It’s going from the topmost, superficial layers to the core, in a way, peeling them away one by one.
Tod is a souless man with a vocal conscience, a study of an act so heinous that cannot be buried under any layer of identity. And even with so mamy layers, his real voice speaks through about helplessness, about powerlessness, about death of the soul and empty life. It digs to the core of the soul and finds confusion, chaos, a constant need to hide and escape and engage in relationships without committing.
The book is a confusing medley of journeys, people, events Tod’s inner voice observes and comments, a split personality. Who is Tod Friendly? No one. Everyone. I really do love how we go backwards though, and have to piece together how things break apart, though,even if does to an extent get in the way of the actual study becoming a bit of form over content. Plus,I found it difficult to follow and get into the flow of the reverse mechanics as absolutely erything here is done in reverse.
The book is difficult to read, this is my first attempt at Amis and I find it dense and difficult. It will take more than one read to fully appreciate this, I feel. I don’t feel like I fully understood it on first read and certainly feel like I missed a lot of nuances but the idea and topic are big, and the conceit clever.
I’d read it when you can commit to a difficult topic executed in a difficult, but interesting, way. One to reread and study more carefully.
We have always lived in the Castle – Shirley Jackson
I love several things:
👍how narrative seeps things through between the lines: the story of the family and the incident
👍 use of first person narration
👍 use of house space , with every corner meaningful.
A story about two sisters who live in an elegant manor, shut in and isolated after a tragedy struck. Their world is limited to that of the manor Constance is agoraphobic and clearly still in shock, she mostly listens to Merricat who travels between the house and the village for supplies. Until one day a Change comes.
What I love about this book is the combination of horror and first-person narrative that seeps bits of the truth about the family and what happened between the lines. And the primitive and naive childishness that, among others, prevents Constance from growing up. It’s like a subversion of a fairy tale and it’s very compelling. The characters are grotesque, weird. I really liked Julian. I love the use of the house theme in this story. There were also darkly humorous parts written so well that even I couldn’t prevent a chuckle despite the subject matter.
Merrikat is a memorable character and narrative voice, not meant to be likeable by any stretch. With every page I read, I was horrified by her more and more, as the full extent of what happened was revealed.

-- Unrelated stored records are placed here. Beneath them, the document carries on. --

use crate::machine_learning::helper_function::check_nominal_code;
use crate::machine_learning::instances::{Attribute, AttributeKind, LabeledRows};
use crate::math::{information_gain, max_index};
use crate::{Deserialize, ModelError, Serialize};
use ndarray::ArrayView1;

/// Gains below this value count as no gain at all
const ZERO_GAIN: f64 = 1e-6;

/// The test an internal node applies to route an instance to one of its children.
///
/// # Variants
///
/// - `Nominal` - One branch per value of the attribute's domain
///   - `attribute`: Index of the tested attribute.
///   - `arity`: Size of the attribute's domain.
/// - `Numeric` - Two branches, branch 0 for `value <= threshold` and branch 1 otherwise
///   - `attribute`: Index of the tested attribute.
///   - `threshold`: Split point between the two branches.
#[derive(Debug, Clone, Copy, PartialEq, Serialize, Deserialize)]
pub enum SplitTest {
    Nominal { attribute: usize, arity: usize },
    Numeric { attribute: usize, threshold: f64 },
}

impl SplitTest {
    /// Index of the tested attribute.
    pub fn attribute(&self) -> usize {
        match *self {
            SplitTest::Nominal { attribute, .. } | SplitTest::Numeric { attribute, .. } => {
                attribute
            }
        }
    }

    /// Number of children the test produces.
    pub fn arity(&self) -> usize {
        match *self {
            SplitTest::Nominal { arity, .. } => arity,
            SplitTest::Numeric { .. } => 2,
        }
    }

    /// Threshold of a numeric test, `None` for nominal tests.
    pub fn threshold(&self) -> Option<f64> {
        match *self {
            SplitTest::Nominal { .. } => None,
            SplitTest::Numeric { threshold, .. } => Some(threshold),
        }
    }

    /// Selects the branch `instance` follows.
    ///
    /// # Returns
    ///
    /// * `Result<usize, ModelError>` - The branch index, or `TreeError` if the instance is too short
    ///   or holds a nominal value outside the domain
    pub fn branch(&self, instance: ArrayView1<f64>) -> Result<usize, ModelError> {
        let value = *instance
            .get(self.attribute())
            .ok_or(ModelError::TreeError("Feature dimension mismatch"))?;

        match *self {
            SplitTest::Nominal { arity, .. } => check_nominal_code(value, arity),
            SplitTest::Numeric { threshold, .. } => Ok(if value <= threshold { 0 } else { 1 }),
        }
    }
}

/// Outcome of evaluating a node's examples.
///
/// # Variants
///
/// - `Leaf` - The node is dominated by one class or no attribute carries information
/// - `Split` - Split on `test`, which achieves information gain `gain`
#[derive(Debug, Clone, Copy, PartialEq)]
pub enum SplitDecision {
    Leaf,
    Split { test: SplitTest, gain: f64 },
}

/// Chooses how a node holding `rows` should be split.
///
/// The node becomes a leaf when the majority class holds more than
/// `proportion_threshold` of the examples. Otherwise every attribute is scored by
/// information gain (numeric attributes at their best threshold) and the first
/// attribute with the highest gain wins, unless that gain is zero.
///
/// # Parameters
///
/// - `rows` - Real and synthetic examples of the node
/// - `attributes` - Attribute metadata, indexed like the columns of `rows`
/// - `n_classes` - Number of classes
/// - `proportion_threshold` - Majority proportion above which the node is a leaf
///
/// # Returns
///
/// * `SplitDecision` - `Leaf`, or the winning test with its gain
pub fn select_split(
    rows: &LabeledRows,
    attributes: &[Attribute],
    n_classes: usize,
    proportion_threshold: f64,
) -> SplitDecision {
    let counts = rows.class_counts(n_classes);
    let purity = match max_index(&counts) {
        Some(majority) if !rows.is_empty() => counts[majority] / rows.len() as f64,
        _ => 1.0,
    };
    if purity > proportion_threshold {
        return SplitDecision::Leaf;
    }

    let mut best: Option<(SplitTest, f64)> = None;
    for (index, attribute) in attributes.iter().enumerate() {
        let candidate = match attribute.kind() {
            AttributeKind::Nominal { values } => {
                let gain = nominal_gain(rows, index, values.len(), &counts);
                Some((
                    SplitTest::Nominal {
                        attribute: index,
                        arity: values.len(),
                    },
                    gain,
                ))
            }
            AttributeKind::Numeric => {
                best_threshold(rows, index, &counts).map(|(threshold, gain)| {
                    (
                        SplitTest::Numeric {
                            attribute: index,
                            threshold,
                        },
                        gain,
                    )
                })
            }
            AttributeKind::String => None,
        };

        if let Some((test, gain)) = candidate {
            if best.as_ref().is_none_or(|&(_, best_gain)| gain > best_gain) {
                best = Some((test, gain));
            }
        }
    }

    match best {
        Some((test, gain)) if gain >= ZERO_GAIN => SplitDecision::Split { test, gain },
        _ => SplitDecision::Leaf,
    }
}

/// Information gain of a multiway split on a nominal attribute.
fn nominal_gain(rows: &LabeledRows, attribute: usize, arity: usize, counts: &[f64]) -> f64 {
    let mut partitions = vec![vec![0.0; counts.len()]; arity];
    for (row, label) in rows.iter() {
        let code = row[attribute];
        if code >= 0.0 && (code as usize) < arity {
            partitions[code as usize][label] += 1.0;
        }
    }
    information_gain(counts, &partitions)
}

/// Best binary split of a numeric attribute.
///
/// Candidate thresholds are the midpoints between consecutive sorted values that
/// differ and whose labels differ too. Equal values are ordered by label, so the
/// candidates do not depend on the order of the rows.
///
/// # Returns
///
/// * `Option<(f64, f64)>` - `(threshold, gain)` of the best candidate, `None` when there is no candidate
fn best_threshold(rows: &LabeledRows, attribute: usize, counts: &[f64]) -> Option<(f64, f64)> {
    let mut pairs: Vec<(f64, usize)> = rows
        .iter()
        .map(|(row, label)| (row[attribute], label))
        .collect();
    pairs.sort_by(|a, b| a.0.total_cmp(&b.0).then(a.1.cmp(&b.1)));

    let mut left = vec![0.0; counts.len()];
    let mut best: Option<(f64, f64)> = None;

    for k in 0..pairs.len().saturating_sub(1) {
        let (value, label) = pairs[k];
        let (next_value, next_label) = pairs[k + 1];
        left[label] += 1.0;

        if value == next_value || label == next_label {
            continue;
        }

        let threshold = (value + next_value) / 2.0;
        // adjacent floats can collapse the midpoint onto the upper value
        if threshold >= next_value {
            continue;
        }

        let right: Vec<f64> = counts.iter().zip(&left).map(|(c, l)| c - l).collect();
        let gain = information_gain(counts, &[left.clone(), right]);
        if best.is_none_or(|(_, best_gain)| gain > best_gain) {
            best = Some((threshold, gain));
        }
    }

    best
}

She only seemingly does what she’s told. She’s the one in control. She’s like a troll or a mean pixie, even her shortened names kinda sound like that of a pixie. She’s an enchantress who keeps Constance as if under her spell. She is also a naive, possessive and wild young woman who resorts to primitive witchcraft to keep the world as she wants it, the way she knows it but it’s claustrophobic and hate-filled confinement that she believes to be a protective cocoon for herself and Constance… I wanted to smack her nearly all the time. I feel most sorry for Constance, she’s the most sympathetic character, dominated by the younger sister, living the life of a dead. Constance depends on the younger Merrikat and lives in some sort of a cheerful dreamlike state that masks the trauma she’s been through. Both escape reality that additionally throws vicious neighbours their way. I’m not surprised they grow defensive but still, I couldn’t accept Merrikat. Constance retreats into a shell of superficial cheerfulness, ignoring or accepting Merricat’s antics.
The change that comes is the selfish, greedy cousin Charles that, I guess, proves again that the world only consists of evil people who’ll do them harm and convinces Merrikat to devise weird strategies to get rid of him. It culminates in an event that sends Constance further into herself (when she was already succeeding in coming out) and sort of trumps up Merrikat as the protector.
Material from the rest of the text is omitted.